If you were reading the blog during the summer, you know that in June, I had a string of tough writing-related news that culminated in a rejection of my novel Fourteen Stones by an agent we’ll call Agent X. I’d liked Agent X a lot; they’d spent quite a bit of time with the book, I knew that folks on their team really liked it, and they’d been respectful and communicative throughout the submission and review process. Unfortunately, as can easily happen in this process, the book turned out to be not quite the right fit for them. Instead of saying to myself, “Hey, you got really close with Agent X, they were really nice and they did like the book a lot, so you just need to keep trying and you’ll find the right agent for you,” I let my disappointment turn into crashing shame. All the time I’d spent working on Fourteen Stones suddenly seemed like a total waste. It was no good. I was no good.
This might seem unreasonable if you’re not familiar with the process, and especially if you don’t happen to look at the world through the truth-distorting lens of anxiety and depression. Even I knew it was over the top, but I couldn’t seem to control it. I spent the rest of the summer and well into the fall wondering what was wrong with me, why my head felt so messed up, not knowing how I could ever get myself back to a productive place. Sometimes I got more angry than scared, and sometimes – despite how nice they’d been – I got really pissed at Agent X. More than once I wanted to sit down and write them a furious email about how my whole summer had been ruined, four months of my life I’d never see again, because they just couldn’t give me the answer I wanted and it wasn’t fair!
Of course this isn’t an ideal career move. 😉 More importantly, though, very lately I’ve come to understand something else: really understand it, rather than just being aware of it. Of course it isn’t Agent X’s fault that my book wasn’t the right match for them. And it wasn’t their fault that I had so much trouble with that rejection: that I let it take me into such a bad place, and that I then stayed there. The problem, which I knew in my head but had never internalized, was that I was giving away my power.
Let’s say Agent X had wanted the book. I’d have been thrilled, of course. It would have felt like a huge validation…and that’s exactly the problem. I would have decided that Fourteen Stones had been worth every hour I’d spent on it. Not because I’d created something that never existed before; not because that creation was exciting and beautiful and I was proud of it; not because all those hours of work on it had been filled with delight and joy. Fourteen Stones would have had worth, in my eyes, not because of what I knew about it, but only because someone else found it acceptable.
Dangerous, right? And that’s my buried meteor: the belief, lodged somewhere deep in my hindbrain, that I have no worth until someone else gives it to me. The more I dig at it, the more I understand how that belief has affected everything I do.

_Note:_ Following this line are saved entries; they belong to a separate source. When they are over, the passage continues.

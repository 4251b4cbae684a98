//! Field values held by records.
//!
//! Records are flat: every field holds a scalar or a list of scalars. JSON
//! `null` has no representation here; a null field is simply absent from the
//! record.

use std::cmp::Ordering;
use std::fmt;

use indexmap::IndexMap;
use serde::Serialize;
use thiserror::Error;

/// A single record: field name to value, in insertion order.
pub type Record = IndexMap<String, Value>;

#[derive(Error, Debug, PartialEq)]
pub enum ValueError {
    #[error("nested objects are not supported")]
    NestedObject,

    #[error("nested lists are not supported")]
    NestedList,

    #[error("null values are not allowed inside lists")]
    NullInList,

    #[error("number {0} cannot be represented")]
    UnrepresentableNumber(String),
}

/// A record field value.
#[derive(Debug, Clone, PartialEq, Serialize)]
#[serde(untagged)]
pub enum Value {
    Bool(bool),
    Int(i64),
    Float(f64),
    Str(String),
    List(Vec<Value>),
}

impl Value {
    /// Attempts to extract the value as a string reference.
    pub fn as_str(&self) -> Option<&str> {
        match self {
            Value::Str(s) => Some(s),
            _ => None,
        }
    }

    /// Attempts to extract the value as a signed 64-bit integer.
    pub fn as_i64(&self) -> Option<i64> {
        match self {
            Value::Int(i) => Some(*i),
            _ => None,
        }
    }

    /// Attempts to extract the value as a 64-bit float. Integers convert.
    pub fn as_f64(&self) -> Option<f64> {
        match self {
            Value::Int(i) => Some(*i as f64),
            Value::Float(f) => Some(*f),
            _ => None,
        }
    }

    /// Opaque key form used to compare identifiers.
    ///
    /// `123`, `123.0` and `"123"` all share the key `"123"`. Lists have no key.
    pub fn id_key(&self) -> Option<String> {
        match self {
            Value::Str(s) => Some(s.clone()),
            Value::Int(i) => Some(i.to_string()),
            Value::Float(f) if f.fract() == 0.0 && f.abs() < i64::MAX as f64 => {
                Some((*f as i64).to_string())
            }
            Value::Float(f) => Some(f.to_string()),
            Value::Bool(b) => Some(b.to_string()),
            Value::List(_) => None,
        }
    }

    /// Loose equality: numbers compare numerically, everything else by key.
    pub fn loosely_eq(&self, other: &Value) -> bool {
        match (self.as_f64(), other.as_f64()) {
            (Some(a), Some(b)) => a == b,
            _ => match (self.id_key(), other.id_key()) {
                (Some(a), Some(b)) => a == b,
                _ => self == other,
            },
        }
    }

    /// True if this list contains an element loosely equal to `needle`.
    /// A scalar behaves like a one-element list.
    pub fn contains(&self, needle: &Value) -> bool {
        match self {
            Value::List(items) => items.iter().any(|item| item.loosely_eq(needle)),
            scalar => scalar.loosely_eq(needle),
        }
    }

    /// Total order used for sorting: numbers numerically, strings
    /// lexicographically, mixed kinds by kind rank.
    pub fn sort_cmp(&self, other: &Value) -> Ordering {
        if let (Some(a), Some(b)) = (self.as_f64(), other.as_f64()) {
            return a.partial_cmp(&b).unwrap_or(Ordering::Equal);
        }
        match (self, other) {
            (Value::Str(a), Value::Str(b)) => a.cmp(b),
            (Value::Bool(a), Value::Bool(b)) => a.cmp(b),
            (Value::List(a), Value::List(b)) => {
                for (x, y) in a.iter().zip(b.iter()) {
                    let ord = x.sort_cmp(y);
                    if ord != Ordering::Equal {
                        return ord;
                    }
                }
                a.len().cmp(&b.len())
            }
            _ => self.rank().cmp(&other.rank()),
        }
    }

    fn rank(&self) -> u8 {
        match self {
            Value::Bool(_) => 0,
            Value::Int(_) | Value::Float(_) => 1,
            Value::Str(_) => 2,
            Value::List(_) => 3,
        }
    }

    /// Converts a JSON value. `Ok(None)` means JSON `null` (absent field).
    pub fn from_json(json: &serde_json::Value) -> Result<Option<Value>, ValueError> {
        match json {
            serde_json::Value::Null => Ok(None),
            serde_json::Value::Array(items) => {
                let mut values = Vec::with_capacity(items.len());
                for item in items {
                    match item {
                        serde_json::Value::Array(_) => return Err(ValueError::NestedList),
                        serde_json::Value::Null => return Err(ValueError::NullInList),
                        scalar => values.push(Self::scalar_from_json(scalar)?),
                    }
                }
                Ok(Some(Value::List(values)))
            }
            scalar => Self::scalar_from_json(scalar).map(Some),
        }
    }

    fn scalar_from_json(json: &serde_json::Value) -> Result<Value, ValueError> {
        match json {
            serde_json::Value::Bool(b) => Ok(Value::Bool(*b)),
            serde_json::Value::Number(n) => {
                if let Some(i) = n.as_i64() {
                    Ok(Value::Int(i))
                } else if let Some(f) = n.as_f64() {
                    Ok(Value::Float(f))
                } else {
                    Err(ValueError::UnrepresentableNumber(n.to_string()))
                }
            }
            serde_json::Value::String(s) => Ok(Value::Str(s.clone())),
            serde_json::Value::Object(_) => Err(ValueError::NestedObject),
            serde_json::Value::Array(_) => Err(ValueError::NestedList),
            serde_json::Value::Null => Err(ValueError::NullInList),
        }
    }

    /// Converts to a JSON value.
    pub fn to_json(&self) -> serde_json::Value {
        match self {
            Value::Bool(b) => serde_json::Value::Bool(*b),
            Value::Int(i) => serde_json::Value::from(*i),
            Value::Float(f) => serde_json::Number::from_f64(*f)
                .map(serde_json::Value::Number)
                .unwrap_or(serde_json::Value::Null),
            Value::Str(s) => serde_json::Value::String(s.clone()),
            Value::List(items) => serde_json::Value::Array(items.iter().map(Value::to_json).collect()),
        }
    }
}

impl fmt::Display for Value {
    fn fmt(&self, f: &mut fmt::Formatter<'_>) -> fmt::Result {
        match self {
            Value::Bool(b) => write!(f, "{b}"),
            Value::Int(i) => write!(f, "{i}"),
            Value::Float(x) => write!(f, "{x}"),
            Value::Str(s) => f.write_str(s),
            Value::List(items) => {
                let parts: Vec<String> = items.iter().map(ToString::to_string).collect();
                write!(f, "{}", parts.join(","))
            }
        }
    }
}

impl From<&str> for Value {
    fn from(s: &str) -> Self {
        Value::Str(s.to_string())
    }
}

impl From<String> for Value {
    fn from(s: String) -> Self {
        Value::Str(s)
    }
}

impl From<i64> for Value {
    fn from(i: i64) -> Self {
        Value::Int(i)
    }
}

impl From<f64> for Value {
    fn from(f: f64) -> Self {
        Value::Float(f)
    }
}

impl From<bool> for Value {
    fn from(b: bool) -> Self {
        Value::Bool(b)
    }
}

/// Converts a JSON object into a record, dropping null fields.
pub fn record_from_json(
    object: &serde_json::Map<String, serde_json::Value>,
) -> Result<Record, (String, ValueError)> {
    let mut record = Record::with_capacity(object.len());
    for (key, json) in object {
        if let Some(value) = Value::from_json(json).map_err(|e| (key.clone(), e))? {
            record.insert(key.clone(), value);
        }
    }
    Ok(record)
}

/// Converts a record into a JSON object.
pub fn record_to_json(record: &Record) -> serde_json::Value {
    serde_json::Value::Object(
        record
            .iter()
            .map(|(key, value)| (key.clone(), value.to_json()))
            .collect(),
    )
}
//! Output formatting tests for get command.

#[cfg(test)]
mod tests {
    use super::super::execute::GetResult;
    use db::test_utils::load_store;
    use rstest::{fixture, rstest};

    const FOUND_TABLE: &str = "\
posts 1:
  id: 1
  title: Lorem Ipsum
  views: 254";

    #[fixture]
    fn found_result() -> GetResult {
        let store = load_store(r#"{"posts": [{"id": 1, "title": "Lorem Ipsum", "views": 254}]}"#);
        GetResult {
            collection: "posts".to_string(),
            id: "1".to_string(),
            record: store.collection("posts").map(|posts| posts[0].clone()),
        }
    }

    #[fixture]
    fn missing_result() -> GetResult {
        GetResult {
            collection: "posts".to_string(),
            id: "42".to_string(),
            record: None,
        }
    }

    crate::output_table_test! {
        test_name: test_to_table_found,
        fixture: found_result,
        fixture_type: GetResult,
        expected: FOUND_TABLE,
    }

    crate::output_table_test! {
        test_name: test_to_table_missing,
        fixture: missing_result,
        fixture_type: GetResult,
        expected: "posts 42: not found",
    }

    crate::output_json_test! {
        test_name: test_format_json,
        fixture: found_result,
        fixture_type: GetResult,
        assertions: {
            "collection": "posts",
            "record": serde_json::json!({"id": 1, "title": "Lorem Ipsum", "views": 254}),
        },
    }

    crate::output_json_test! {
        test_name: test_format_json_missing,
        fixture: missing_result,
        fixture_type: GetResult,
        assertions: {
            "record": serde_json::Value::Null,
        },
    }

    crate::output_toon_test! {
        test_name: test_format_toon,
        fixture: found_result,
        fixture_type: GetResult,
        contains: ["collection: posts", "title: Lorem Ipsum"],
    }
}
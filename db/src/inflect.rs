//! English inflection helpers used to derive type and field names.
//!
//! Collection keys are usually plural snake_case (`posts`, `blog_posts`,
//! `categories`) while type names are singular PascalCase (`Post`,
//! `BlogPost`, `Category`). These helpers convert between the two forms with
//! an ordered rule table: the first matching rule wins.

use std::sync::LazyLock;

use regex::Regex;

/// Words whose singular and plural forms are identical.
const UNCOUNTABLE: &[&str] = &[
    "equipment",
    "information",
    "rice",
    "money",
    "species",
    "series",
    "fish",
    "sheep",
    "jeans",
    "police",
    "news",
];

/// Irregular (singular, plural) pairs.
const IRREGULAR: &[(&str, &str)] = &[
    ("person", "people"),
    ("man", "men"),
    ("woman", "women"),
    ("child", "children"),
    ("foot", "feet"),
    ("tooth", "teeth"),
    ("goose", "geese"),
    ("sex", "sexes"),
    ("move", "moves"),
    ("zombie", "zombies"),
];

const PLURAL_RULES: &[(&str, &str)] = &[
    (r"(?i)(quiz)$", "${1}zes"),
    (r"(?i)^(oxen)$", "${1}"),
    (r"(?i)^(ox)$", "${1}en"),
    (r"(?i)^(m|l)ice$", "${1}ice"),
    (r"(?i)^(m|l)ouse$", "${1}ice"),
    (r"(?i)(matr|vert|ind)(?:ix|ex)$", "${1}ices"),
    (r"(?i)(x|ch|ss|sh)$", "${1}es"),
    (r"(?i)([^aeiouy]|qu)y$", "${1}ies"),
    (r"(?i)(hive)$", "${1}s"),
    (r"(?i)(?:([^f])fe|([lr])f)$", "${1}${2}ves"),
    (r"(?i)sis$", "ses"),
    (r"(?i)([ti])a$", "${1}a"),
    (r"(?i)([ti])um$", "${1}a"),
    (r"(?i)(buffal|tomat|potat)o$", "${1}oes"),
    (r"(?i)(bu)s$", "${1}ses"),
    (r"(?i)(alias|status)$", "${1}es"),
    (r"(?i)(octop|vir)i$", "${1}i"),
    (r"(?i)(octop|vir)us$", "${1}i"),
    (r"(?i)^(ax|test)is$", "${1}es"),
    (r"(?i)s$", "s"),
    (r"$", "s"),
];

const SINGULAR_RULES: &[(&str, &str)] = &[
    (r"(?i)(database)s$", "${1}"),
    (r"(?i)(quiz)zes$", "${1}"),
    (r"(?i)(matr)ices$", "${1}ix"),
    (r"(?i)(vert|ind)ices$", "${1}ex"),
    (r"(?i)^(ox)en", "${1}"),
    (r"(?i)(alias|status)(es)?$", "${1}"),
    (r"(?i)(octop|vir)(us|i)$", "${1}us"),
    (r"(?i)^(a)x[ie]s$", "${1}xis"),
    (r"(?i)(cris|test)(is|es)$", "${1}is"),
    (r"(?i)(shoe)s$", "${1}"),
    (r"(?i)(o)es$", "${1}"),
    (r"(?i)(bus)(es)?$", "${1}"),
    (r"(?i)^(m|l)ice$", "${1}ouse"),
    (r"(?i)(x|ch|ss|sh)es$", "${1}"),
    (r"(?i)(m)ovies$", "${1}ovie"),
    (r"(?i)(s)eries$", "${1}eries"),
    (r"(?i)([^aeiouy]|qu)ies$", "${1}y"),
    (r"(?i)([lr])ves$", "${1}f"),
    (r"(?i)(tive)s$", "${1}"),
    (r"(?i)(hive)s$", "${1}"),
    (r"(?i)([^f])ves$", "${1}fe"),
    (r"(?i)(^analy)(sis|ses)$", "${1}sis"),
    (
        r"(?i)((a)naly|(b)a|(d)iagno|(p)arenthe|(p)rogno|(s)ynop|(t)he)(sis|ses)$",
        "${1}sis",
    ),
    (r"(?i)([ti])a$", "${1}um"),
    (r"(?i)(n)ews$", "${1}ews"),
    (r"(?i)(ss)$", "${1}"),
    (r"(?i)s$", ""),
];

static PLURALS: LazyLock<Vec<(Regex, &'static str)>> = LazyLock::new(|| compile(PLURAL_RULES));
static SINGULARS: LazyLock<Vec<(Regex, &'static str)>> = LazyLock::new(|| compile(SINGULAR_RULES));

fn compile(rules: &'static [(&'static str, &'static str)]) -> Vec<(Regex, &'static str)> {
    rules
        .iter()
        .filter_map(|(pattern, replacement)| Regex::new(pattern).ok().map(|re| (re, *replacement)))
        .collect()
}

/// Returns the length of the trailing segment of `word` that equals `target`
/// (case-insensitive) on a word boundary, if any.
fn trailing_word(word: &str, target: &str) -> Option<usize> {
    let lower = word.to_lowercase();
    if lower == target {
        return Some(word.len());
    }
    let boundary = lower.len().checked_sub(target.len() + 1)?;
    let separated = lower
        .get(boundary..)
        .is_some_and(|tail| tail.ends_with(target) && (tail.starts_with('_') || tail.starts_with(' ')));
    if separated {
        return Some(target.len());
    }
    // CamelCase boundary: `BlogPerson` -> `Person`
    let start = word.len().checked_sub(target.len())?;
    let camel = word
        .get(start..)
        .is_some_and(|tail| tail.to_lowercase() == target && tail.starts_with(|c: char| c.is_ascii_uppercase()));
    camel.then_some(target.len())
}

/// Replaces the trailing `len` bytes of `word` with `replacement`, keeping the
/// case of the replaced segment's first letter.
fn replace_tail(word: &str, len: usize, replacement: &str) -> String {
    let (head, replaced) = word.split_at(word.len() - len);
    let capitalized = replaced.starts_with(|c: char| c.is_uppercase());
    let tail = if capitalized {
        capitalize(replacement)
    } else {
        replacement.to_string()
    };
    format!("{head}{tail}")
}

fn apply_rules(word: &str, rules: &[(Regex, &'static str)]) -> String {
    for (re, replacement) in rules {
        if re.is_match(word) {
            return re.replace(word, *replacement).into_owned();
        }
    }
    word.to_string()
}

fn is_uncountable(word: &str) -> bool {
    UNCOUNTABLE.iter().any(|u| trailing_word(word, u).is_some())
}

/// Plural form of an English word or snake_case/PascalCase identifier.
///
/// Only the last word is inflected: `blog_post` -> `blog_posts`,
/// `Category` -> `Categories`, `Foot` -> `Feet`.
pub fn pluralize(word: &str) -> String {
    if word.is_empty() || is_uncountable(word) {
        return word.to_string();
    }
    for (singular, plural) in IRREGULAR {
        if trailing_word(word, plural).is_some() {
            return word.to_string();
        }
        if let Some(len) = trailing_word(word, singular) {
            return replace_tail(word, len, plural);
        }
    }
    apply_rules(word, &PLURALS)
}

/// Singular form of an English word or snake_case/PascalCase identifier.
pub fn singularize(word: &str) -> String {
    if word.is_empty() || is_uncountable(word) {
        return word.to_string();
    }
    for (singular, plural) in IRREGULAR {
        if let Some(len) = trailing_word(word, plural) {
            return replace_tail(word, len, singular);
        }
        if trailing_word(word, singular).is_some() {
            return word.to_string();
        }
    }
    apply_rules(word, &SINGULARS)
}

/// Uppercases the first character, leaving the rest untouched.
pub fn capitalize(word: &str) -> String {
    let mut chars = word.chars();
    match chars.next() {
        Some(first) => first.to_uppercase().chain(chars).collect(),
        None => String::new(),
    }
}

/// `blog_post` -> `BlogPost`; `blog-post` -> `BlogPost`; `userProfile` -> `UserProfile`.
pub fn camelize(word: &str) -> String {
    word.split(['_', '-'])
        .filter(|part| !part.is_empty())
        .map(capitalize)
        .collect()
}

/// Type name for a collection key: `posts` -> `Post`, `blog_posts` -> `BlogPost`.
pub fn type_name_from_key(key: &str) -> String {
    camelize(&singularize(key))
}

/// Plural type name: `Post` -> `Posts`, `Foot` -> `Feet`.
pub fn plural_type_name(type_name: &str) -> String {
    camelize(&pluralize(type_name))
}
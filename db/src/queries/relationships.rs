//! Relationship traversal.
//!
//! Every edge is stored once, on the owning side, as an id (`user_id`) or a
//! list of ids (`fan_ids`). Traversal from the owning side reads that field;
//! traversal from the referenced side scans the owning collection for records
//! whose field references the anchor.

use super::filter::Filter;
use super::lookup::lookup;
use super::QueryError;
use crate::schema::relations::RelationshipInfo;
use crate::store::RecordStore;
use crate::value::Record;

/// Many-to-one: the referenced record named by the owning field, if any.
pub fn many_to_one<'a>(
    store: &'a RecordStore,
    edge: &RelationshipInfo,
    parent: &Record,
) -> Result<Option<&'a Record>, QueryError> {
    match parent.get(&edge.source_field) {
        Some(id) => lookup(store, &edge.target_collection, id),
        None => Ok(None),
    }
}

/// Forward many-to-many: referenced records whose id is listed in the owning
/// field, in referenced-collection order.
pub fn references<'a>(
    store: &'a RecordStore,
    edge: &RelationshipInfo,
    parent: &Record,
    filter: &Filter,
) -> Result<Vec<&'a Record>, QueryError> {
    let targets = store
        .collection(&edge.target_collection)
        .ok_or_else(|| QueryError::unknown_collection(&edge.target_collection))?;
    let Some(ids) = parent.get(&edge.source_field) else {
        return Ok(Vec::new());
    };
    Ok(targets
        .iter()
        .filter(|record| record.get("id").is_some_and(|id| ids.contains(id)))
        .filter(|record| filter.matches(record))
        .collect())
}

/// Reverse traversal (one-to-many or many-to-many): owning records whose
/// field equals or contains the anchor's id, in owning-collection order.
pub fn referenced_by<'a>(
    store: &'a RecordStore,
    edge: &RelationshipInfo,
    anchor: &Record,
    filter: &Filter,
) -> Result<Vec<&'a Record>, QueryError> {
    let sources = store
        .collection(&edge.source_collection)
        .ok_or_else(|| QueryError::unknown_collection(&edge.source_collection))?;
    let Some(id) = anchor.get("id") else {
        return Ok(Vec::new());
    };
    Ok(sources
        .iter()
        .filter(|record| {
            record
                .get(&edge.source_field)
                .is_some_and(|reference| reference.contains(id))
        })
        .filter(|record| filter.matches(record))
        .collect())
}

Having that deeply-internalized self-image has meant that I’m reluctant to take risks. I’m scared to put my work out there, so even though I do it, I do it in a small and limited way. I’m always waiting for rejection, not because it’s statistically likely in this business – which it is – but because I believe that’s what I deserve. When it comes, I take that as a confirmation of my belief that I’m “not good enough.” I’m scared to start new projects because I’m firmly convinced I can’t succeed. And then I avoid work entirely because I’m scared of being scared.
Agent X’s rejection – though I don’t like to admit it 😉 – was actually a gift. I just turned forty years old a few weeks ago, and I’m finally starting to get a good look at the buried meteor that’s been part of my life for as long as I can remember. I want to build a garden in that spot. I know it can be beautiful, but that rock has to come out first.
It’ll take a lot of work. It’s hard for me to imagine really dragging it out into the light and getting rid of it. I can see it, though, and I know what needs to happen next. That’s a start.